I don’t even consider what the other part of me wanted. The sane, rational part of me that works in a shelter for abused women, and understands the scars caused by toxic relationships. Andrej might be a lot of things, but he isn’t toxic.
He’s kind, and considerate, and sexy. My pulse races at the vivid memory of him with his face buried between my legs. No one else will ever live up to that image. No one else will ever compare to Andrej Ivanov; what would be the point of looking?
Disappointment settles on my shoulders like bags of cement when the bus fills with people, the door hisses shut, and the driver starts the engine.
The world outside the window blurs through my tears as we hit the road.
Sure, I sensed Andrej’s violent streak the first moment I set eyes on him. The classic bad boy—he even has the scar to prove it. But I know that he would never hurt me. I believed him when he said that he would protect me with his life. The guy from the nightclub has a broken jaw to back up this promise.
Andrej saved a woman from being assaulted for chrissakes.

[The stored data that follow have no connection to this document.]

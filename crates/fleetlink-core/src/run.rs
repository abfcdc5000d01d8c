//! Run and bundle metadata fetched from the coordinator.

use std::collections::BTreeMap;

use bytes::Bytes;
use serde::{Deserialize, Serialize};

use crate::crypto::Blake3Hash;
use crate::record::ConfigValue;
use crate::types::RunId;

/// A numbered work session and the bundle it executes.
#[derive(Debug, Clone, PartialEq, Serialize, Deserialize)]
pub struct Run {
    pub run_id: RunId,
    pub bundle_id: String,
    pub bundle_version: String,
    /// Hex hash of the bundle content.
    pub bundle_hash: String,
    pub override_config: BTreeMap<String, ConfigValue>,
    pub federation: String,
}

impl Run {
    /// Placeholder returned when the run could not be fetched.
    pub fn empty(run_id: RunId) -> Self {
        Self {
            run_id,
            bundle_id: String::new(),
            bundle_version: String::new(),
            bundle_hash: String::new(),
            override_config: BTreeMap::new(),
            federation: String::new(),
        }
    }

    pub fn is_empty(&self) -> bool {
        self.bundle_id.is_empty() && self.bundle_hash.is_empty()
    }
}

/// A distributable artifact identified by its content hash.
#[derive(Debug, Clone, PartialEq, Eq, Serialize, Deserialize)]
pub struct Bundle {
    /// Hex Blake3 hash of `content`.
    pub hash: String,
    pub content: Bytes,
}

impl Bundle {
    /// Build a bundle, computing its hash.
    pub fn new(content: impl Into<Bytes>) -> Self {
        let content = content.into();
        Self {
            hash: Blake3Hash::hash(&content).to_hex(),
            content,
        }
    }

    /// Placeholder returned when the bundle could not be fetched.
    pub fn empty() -> Self {
        Self {
            hash: String::new(),
            content: Bytes::new(),
        }
    }

    pub fn is_empty(&self) -> bool {
        self.hash.is_empty() && self.content.is_empty()
    }

    /// Check that `content` hashes to `hash`.
    pub fn verify(&self) -> bool {
        Blake3Hash::hash(&self.content).to_hex() == self.hash
    }
}

#[cfg(test)]
mod tests {
    use super::*;

    #[test]
    fn test_empty_run() {
        let run = Run::empty(12);
        assert_eq!(run.run_id, 12);
        assert!(run.is_empty());
    }

    #[test]
    fn test_bundle_verify() {
        let bundle = Bundle::new(b"bundle bytes".to_vec());
        assert!(bundle.verify());

        let tampered = Bundle {
            hash: bundle.hash.clone(),
            content: Bytes::from_static(b"other bytes"),
        };
        assert!(!tampered.verify());
    }

    #[test]
    fn test_empty_bundle() {
        assert!(Bundle::empty().is_empty());
    }

    #[test]
    fn test_run_serde_json() {
        let mut run = Run::empty(1);
        run.override_config.insert("lr".into(), ConfigValue::Float(0.01));
        let json = serde_json::to_string(&run).unwrap();
        let back: Run = serde_json::from_str(&json).unwrap();
        assert_eq!(run, back);
    }
}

So, why should I accept the word of a stranger over the man who makes me feel like I deserve the world?
But then, why would Yuri Asimov make up a story like that to destroy Andrej’s family? Unless they’d done something terrible to him.
Round and around, my thoughts keep spinning until I rest my head back against the seat and close my eyes. I allow the hum of the engine, and the muted chatter of the other passengers to wash over me.
If what my ‘uncle’ said was true, why did the Ivanovs kill my parents? What had they done to deserve being murdered? What did I do to deserve being orphaned over a Bratva power struggle, because that’s what these killings were all about, weren’t they? The mobs never learned to get along because they wanted to be the ones on top. Sharing power was never an option, it was all or nothing.
Lulled into a false sense of comfort by the moving vehicle and the rumble of wheels across asphalt, my mind drifts, and I don’t stop it. I want to fall asleep and wake up in Charlotte with all my problems resolved by my psychedelic dreams.
Has Andrej ever killed a person?
Would he tell me if he had killed someone? If we’d carried on seeing each other, got to know each other better, reached that stage where we’re comfortable talking about our past, would he have snuggled up in a blanket in his living room and confessed to being a murderer? And if he did, would it change how I feel about him?